• _Prompt_
What you give back should be exactly the opening lines of the data, ending with the line that contains "static PROFILES: Lazy<BTreeMap<&'static" and including it.

Recorded data Start Marker

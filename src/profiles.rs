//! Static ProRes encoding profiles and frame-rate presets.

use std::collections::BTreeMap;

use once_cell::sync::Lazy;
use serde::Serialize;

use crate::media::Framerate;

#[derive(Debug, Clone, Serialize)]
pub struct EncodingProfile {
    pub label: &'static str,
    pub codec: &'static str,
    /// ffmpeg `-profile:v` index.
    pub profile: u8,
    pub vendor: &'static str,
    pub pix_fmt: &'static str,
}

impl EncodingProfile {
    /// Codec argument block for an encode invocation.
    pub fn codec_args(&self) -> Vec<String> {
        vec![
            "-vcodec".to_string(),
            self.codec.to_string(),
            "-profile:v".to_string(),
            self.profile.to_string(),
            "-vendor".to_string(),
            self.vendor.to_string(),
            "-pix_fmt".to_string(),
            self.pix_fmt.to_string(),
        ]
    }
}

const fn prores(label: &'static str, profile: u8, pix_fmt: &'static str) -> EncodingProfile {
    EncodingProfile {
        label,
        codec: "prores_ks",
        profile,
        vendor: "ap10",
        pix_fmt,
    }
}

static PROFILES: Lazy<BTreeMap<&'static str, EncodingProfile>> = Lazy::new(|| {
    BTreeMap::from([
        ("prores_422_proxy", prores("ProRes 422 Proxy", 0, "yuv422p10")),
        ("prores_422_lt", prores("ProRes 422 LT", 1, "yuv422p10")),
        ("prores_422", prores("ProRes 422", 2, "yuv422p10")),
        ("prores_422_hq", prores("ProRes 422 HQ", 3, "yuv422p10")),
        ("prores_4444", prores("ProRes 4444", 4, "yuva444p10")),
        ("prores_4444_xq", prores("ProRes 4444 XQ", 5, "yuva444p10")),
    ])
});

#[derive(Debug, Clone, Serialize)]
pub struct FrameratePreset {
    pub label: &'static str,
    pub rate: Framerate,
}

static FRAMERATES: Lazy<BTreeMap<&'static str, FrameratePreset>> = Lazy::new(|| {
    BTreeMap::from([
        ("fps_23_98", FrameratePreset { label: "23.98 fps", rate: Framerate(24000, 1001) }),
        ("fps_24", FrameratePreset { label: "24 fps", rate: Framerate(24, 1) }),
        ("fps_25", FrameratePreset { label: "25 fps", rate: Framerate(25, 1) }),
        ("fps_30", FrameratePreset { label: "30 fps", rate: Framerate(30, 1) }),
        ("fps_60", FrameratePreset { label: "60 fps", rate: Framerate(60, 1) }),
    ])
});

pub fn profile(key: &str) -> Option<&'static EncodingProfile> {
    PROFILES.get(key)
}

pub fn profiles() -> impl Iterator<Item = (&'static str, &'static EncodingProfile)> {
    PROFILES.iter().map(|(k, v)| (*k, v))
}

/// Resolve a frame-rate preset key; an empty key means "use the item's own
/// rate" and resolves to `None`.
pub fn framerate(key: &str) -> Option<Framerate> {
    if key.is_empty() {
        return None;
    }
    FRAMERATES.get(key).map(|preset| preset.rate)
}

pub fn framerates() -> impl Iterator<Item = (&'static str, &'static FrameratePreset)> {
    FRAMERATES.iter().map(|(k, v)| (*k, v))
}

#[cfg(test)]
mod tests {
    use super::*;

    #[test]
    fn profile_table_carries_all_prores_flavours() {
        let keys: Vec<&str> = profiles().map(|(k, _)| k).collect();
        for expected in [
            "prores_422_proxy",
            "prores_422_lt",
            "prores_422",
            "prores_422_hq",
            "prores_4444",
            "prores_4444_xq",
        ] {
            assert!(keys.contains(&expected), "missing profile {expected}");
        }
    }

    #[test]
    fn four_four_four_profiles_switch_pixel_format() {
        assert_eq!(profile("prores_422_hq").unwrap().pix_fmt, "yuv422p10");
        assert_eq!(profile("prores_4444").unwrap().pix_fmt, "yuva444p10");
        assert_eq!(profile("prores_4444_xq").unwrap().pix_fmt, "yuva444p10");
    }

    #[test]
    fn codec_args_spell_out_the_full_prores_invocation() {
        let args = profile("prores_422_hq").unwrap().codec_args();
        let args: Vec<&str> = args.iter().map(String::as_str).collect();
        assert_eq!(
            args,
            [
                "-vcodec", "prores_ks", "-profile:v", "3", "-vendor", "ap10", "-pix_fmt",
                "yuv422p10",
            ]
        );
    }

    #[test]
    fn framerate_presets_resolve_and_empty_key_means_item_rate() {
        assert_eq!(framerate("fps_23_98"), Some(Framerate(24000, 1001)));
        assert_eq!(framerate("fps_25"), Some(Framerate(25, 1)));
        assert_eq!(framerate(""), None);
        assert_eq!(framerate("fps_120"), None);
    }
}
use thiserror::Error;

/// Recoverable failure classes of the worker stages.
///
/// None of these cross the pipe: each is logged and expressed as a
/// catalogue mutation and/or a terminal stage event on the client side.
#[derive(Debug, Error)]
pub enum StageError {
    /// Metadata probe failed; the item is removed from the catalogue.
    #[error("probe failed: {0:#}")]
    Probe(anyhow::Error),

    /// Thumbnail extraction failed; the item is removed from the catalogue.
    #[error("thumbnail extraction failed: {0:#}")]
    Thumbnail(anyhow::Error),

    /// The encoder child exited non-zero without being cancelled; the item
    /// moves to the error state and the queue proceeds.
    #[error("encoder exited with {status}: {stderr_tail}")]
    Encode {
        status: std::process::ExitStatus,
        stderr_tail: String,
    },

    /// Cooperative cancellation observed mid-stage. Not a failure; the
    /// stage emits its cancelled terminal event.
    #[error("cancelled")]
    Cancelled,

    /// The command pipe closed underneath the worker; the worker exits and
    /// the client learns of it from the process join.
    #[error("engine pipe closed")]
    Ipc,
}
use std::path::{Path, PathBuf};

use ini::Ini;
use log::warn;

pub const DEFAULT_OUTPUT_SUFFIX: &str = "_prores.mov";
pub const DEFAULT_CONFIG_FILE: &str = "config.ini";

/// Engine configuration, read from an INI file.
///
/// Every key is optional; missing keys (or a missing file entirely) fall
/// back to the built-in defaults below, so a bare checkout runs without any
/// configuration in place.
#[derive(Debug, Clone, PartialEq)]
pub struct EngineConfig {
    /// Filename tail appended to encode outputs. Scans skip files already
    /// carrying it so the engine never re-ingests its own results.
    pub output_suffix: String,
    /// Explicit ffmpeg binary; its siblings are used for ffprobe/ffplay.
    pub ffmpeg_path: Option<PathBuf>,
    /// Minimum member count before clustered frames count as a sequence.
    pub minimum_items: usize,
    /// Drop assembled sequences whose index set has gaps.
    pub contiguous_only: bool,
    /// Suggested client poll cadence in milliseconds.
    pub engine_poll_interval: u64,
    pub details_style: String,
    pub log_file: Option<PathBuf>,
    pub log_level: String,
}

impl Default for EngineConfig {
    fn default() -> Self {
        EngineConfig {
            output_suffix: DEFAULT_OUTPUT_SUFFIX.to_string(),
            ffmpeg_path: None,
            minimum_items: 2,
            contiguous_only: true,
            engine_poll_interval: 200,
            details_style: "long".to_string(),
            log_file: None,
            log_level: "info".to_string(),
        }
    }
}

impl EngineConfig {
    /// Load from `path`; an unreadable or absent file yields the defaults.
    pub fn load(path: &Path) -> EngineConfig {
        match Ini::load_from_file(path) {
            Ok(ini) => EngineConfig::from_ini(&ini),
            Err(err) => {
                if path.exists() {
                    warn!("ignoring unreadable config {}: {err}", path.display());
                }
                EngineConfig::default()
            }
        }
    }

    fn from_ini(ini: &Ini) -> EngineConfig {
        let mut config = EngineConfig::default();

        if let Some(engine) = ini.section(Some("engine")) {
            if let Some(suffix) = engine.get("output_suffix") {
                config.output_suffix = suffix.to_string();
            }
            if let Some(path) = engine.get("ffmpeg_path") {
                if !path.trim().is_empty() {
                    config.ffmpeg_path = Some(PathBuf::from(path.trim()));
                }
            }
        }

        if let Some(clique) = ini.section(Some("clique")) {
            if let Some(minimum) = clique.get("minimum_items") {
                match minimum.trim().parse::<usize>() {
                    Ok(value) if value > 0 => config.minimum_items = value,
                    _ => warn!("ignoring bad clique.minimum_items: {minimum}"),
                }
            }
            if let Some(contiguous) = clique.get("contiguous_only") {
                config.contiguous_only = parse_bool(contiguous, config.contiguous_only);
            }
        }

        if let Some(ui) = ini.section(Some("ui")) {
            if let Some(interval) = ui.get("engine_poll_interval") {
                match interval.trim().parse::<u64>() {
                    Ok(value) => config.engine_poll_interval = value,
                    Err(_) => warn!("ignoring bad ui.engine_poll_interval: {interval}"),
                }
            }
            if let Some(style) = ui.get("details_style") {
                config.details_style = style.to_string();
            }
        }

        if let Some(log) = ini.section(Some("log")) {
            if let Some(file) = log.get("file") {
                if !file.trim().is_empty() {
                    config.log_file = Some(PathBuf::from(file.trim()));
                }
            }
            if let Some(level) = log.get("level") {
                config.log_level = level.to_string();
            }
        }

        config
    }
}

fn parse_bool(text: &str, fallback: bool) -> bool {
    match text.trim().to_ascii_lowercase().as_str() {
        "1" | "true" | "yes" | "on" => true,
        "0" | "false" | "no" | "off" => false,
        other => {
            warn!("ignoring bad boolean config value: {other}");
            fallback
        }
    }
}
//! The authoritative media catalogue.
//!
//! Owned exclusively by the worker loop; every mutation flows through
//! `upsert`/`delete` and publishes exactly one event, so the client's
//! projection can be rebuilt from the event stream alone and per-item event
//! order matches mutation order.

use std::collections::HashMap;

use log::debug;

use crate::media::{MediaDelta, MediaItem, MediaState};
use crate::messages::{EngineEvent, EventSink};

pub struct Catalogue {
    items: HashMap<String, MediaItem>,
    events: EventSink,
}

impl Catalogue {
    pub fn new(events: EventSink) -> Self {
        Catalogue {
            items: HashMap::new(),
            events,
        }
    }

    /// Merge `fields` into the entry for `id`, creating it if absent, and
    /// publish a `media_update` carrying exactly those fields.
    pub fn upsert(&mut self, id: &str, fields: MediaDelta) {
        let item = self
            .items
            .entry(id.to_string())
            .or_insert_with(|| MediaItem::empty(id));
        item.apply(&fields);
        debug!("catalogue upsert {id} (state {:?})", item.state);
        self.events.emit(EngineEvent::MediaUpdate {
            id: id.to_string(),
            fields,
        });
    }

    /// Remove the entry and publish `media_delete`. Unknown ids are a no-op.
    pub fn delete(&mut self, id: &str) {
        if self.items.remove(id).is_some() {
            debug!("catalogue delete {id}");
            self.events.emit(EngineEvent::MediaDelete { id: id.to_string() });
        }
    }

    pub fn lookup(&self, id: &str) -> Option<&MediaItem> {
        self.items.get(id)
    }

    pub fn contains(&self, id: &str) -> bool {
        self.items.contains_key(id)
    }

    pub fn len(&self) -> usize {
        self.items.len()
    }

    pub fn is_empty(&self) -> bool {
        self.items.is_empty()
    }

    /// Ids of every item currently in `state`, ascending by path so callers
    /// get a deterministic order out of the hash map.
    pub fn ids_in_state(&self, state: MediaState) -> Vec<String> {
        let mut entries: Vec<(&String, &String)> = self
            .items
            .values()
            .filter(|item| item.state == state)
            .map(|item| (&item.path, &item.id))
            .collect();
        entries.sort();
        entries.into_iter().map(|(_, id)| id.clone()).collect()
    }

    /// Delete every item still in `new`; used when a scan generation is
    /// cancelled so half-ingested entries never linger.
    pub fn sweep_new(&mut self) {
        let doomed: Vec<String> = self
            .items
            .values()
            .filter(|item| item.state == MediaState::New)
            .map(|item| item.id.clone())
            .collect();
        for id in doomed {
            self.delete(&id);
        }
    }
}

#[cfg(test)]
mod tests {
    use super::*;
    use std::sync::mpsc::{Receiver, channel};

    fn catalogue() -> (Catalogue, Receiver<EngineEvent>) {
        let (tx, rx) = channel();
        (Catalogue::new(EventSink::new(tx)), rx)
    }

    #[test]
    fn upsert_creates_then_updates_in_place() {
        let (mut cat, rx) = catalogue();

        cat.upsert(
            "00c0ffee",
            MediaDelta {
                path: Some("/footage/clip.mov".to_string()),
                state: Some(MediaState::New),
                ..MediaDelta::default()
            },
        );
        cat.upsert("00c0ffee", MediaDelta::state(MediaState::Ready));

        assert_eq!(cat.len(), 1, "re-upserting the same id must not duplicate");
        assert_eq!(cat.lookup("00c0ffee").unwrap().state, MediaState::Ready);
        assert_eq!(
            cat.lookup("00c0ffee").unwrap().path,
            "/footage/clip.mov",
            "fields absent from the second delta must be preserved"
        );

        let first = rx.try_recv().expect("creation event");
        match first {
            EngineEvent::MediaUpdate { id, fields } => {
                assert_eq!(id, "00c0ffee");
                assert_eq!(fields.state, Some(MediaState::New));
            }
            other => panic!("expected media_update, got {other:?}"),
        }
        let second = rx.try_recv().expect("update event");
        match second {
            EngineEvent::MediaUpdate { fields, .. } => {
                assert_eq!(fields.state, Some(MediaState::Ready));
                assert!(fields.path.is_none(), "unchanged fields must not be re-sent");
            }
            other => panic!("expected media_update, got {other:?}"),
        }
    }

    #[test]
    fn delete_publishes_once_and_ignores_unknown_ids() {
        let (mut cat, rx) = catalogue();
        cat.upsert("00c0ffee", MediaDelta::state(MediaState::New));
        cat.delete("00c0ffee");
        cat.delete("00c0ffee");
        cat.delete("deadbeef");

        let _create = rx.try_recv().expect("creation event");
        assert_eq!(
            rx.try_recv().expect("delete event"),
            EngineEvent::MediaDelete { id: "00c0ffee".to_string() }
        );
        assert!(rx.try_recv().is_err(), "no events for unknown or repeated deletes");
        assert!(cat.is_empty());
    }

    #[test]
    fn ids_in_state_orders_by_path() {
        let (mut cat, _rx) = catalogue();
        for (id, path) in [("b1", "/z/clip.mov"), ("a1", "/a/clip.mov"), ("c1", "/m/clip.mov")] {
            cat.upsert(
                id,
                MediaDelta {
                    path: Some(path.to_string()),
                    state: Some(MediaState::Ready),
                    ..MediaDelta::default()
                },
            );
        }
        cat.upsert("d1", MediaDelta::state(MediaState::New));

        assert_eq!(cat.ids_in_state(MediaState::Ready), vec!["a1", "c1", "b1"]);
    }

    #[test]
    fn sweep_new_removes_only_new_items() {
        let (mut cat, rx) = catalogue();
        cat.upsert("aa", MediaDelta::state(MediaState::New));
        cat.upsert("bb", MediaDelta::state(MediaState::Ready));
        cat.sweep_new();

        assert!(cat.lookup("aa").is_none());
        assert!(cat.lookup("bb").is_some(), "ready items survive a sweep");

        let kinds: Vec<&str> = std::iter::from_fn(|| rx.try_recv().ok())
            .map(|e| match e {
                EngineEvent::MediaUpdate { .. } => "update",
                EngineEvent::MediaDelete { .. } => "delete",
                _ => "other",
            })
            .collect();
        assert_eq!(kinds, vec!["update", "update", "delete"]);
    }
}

Recorded data End Marker

• _Task solution_
filename src/profiles.rs
//! Static ProRes encoding profiles and frame-rate presets.

use std::collections::BTreeMap;

use once_cell::sync::Lazy;
use serde::Serialize;

use crate::media::Framerate;

#[derive(Debug, Clone, Serialize)]
pub struct EncodingProfile {
    pub label: &'static str,
    pub codec: &'static str,
    /// ffmpeg `-profile:v` index.
    pub profile: u8,
    pub vendor: &'static str,
    pub pix_fmt: &'static str,
}

impl EncodingProfile {
    /// Codec argument block for an encode invocation.
    pub fn codec_args(&self) -> Vec<String> {
        vec![
            "-vcodec".to_string(),
            self.codec.to_string(),
            "-profile:v".to_string(),
            self.profile.to_string(),
            "-vendor".to_string(),
            self.vendor.to_string(),
            "-pix_fmt".to_string(),
            self.pix_fmt.to_string(),
        ]
    }
}

const fn prores(label: &'static str, profile: u8, pix_fmt: &'static str) -> EncodingProfile {
    EncodingProfile {
        label,
        codec: "prores_ks",
        profile,
        vendor: "ap10",
        pix_fmt,
    }
}

static PROFILES: Lazy<BTreeMap<&'static str, EncodingProfile>> = Lazy::new(|| {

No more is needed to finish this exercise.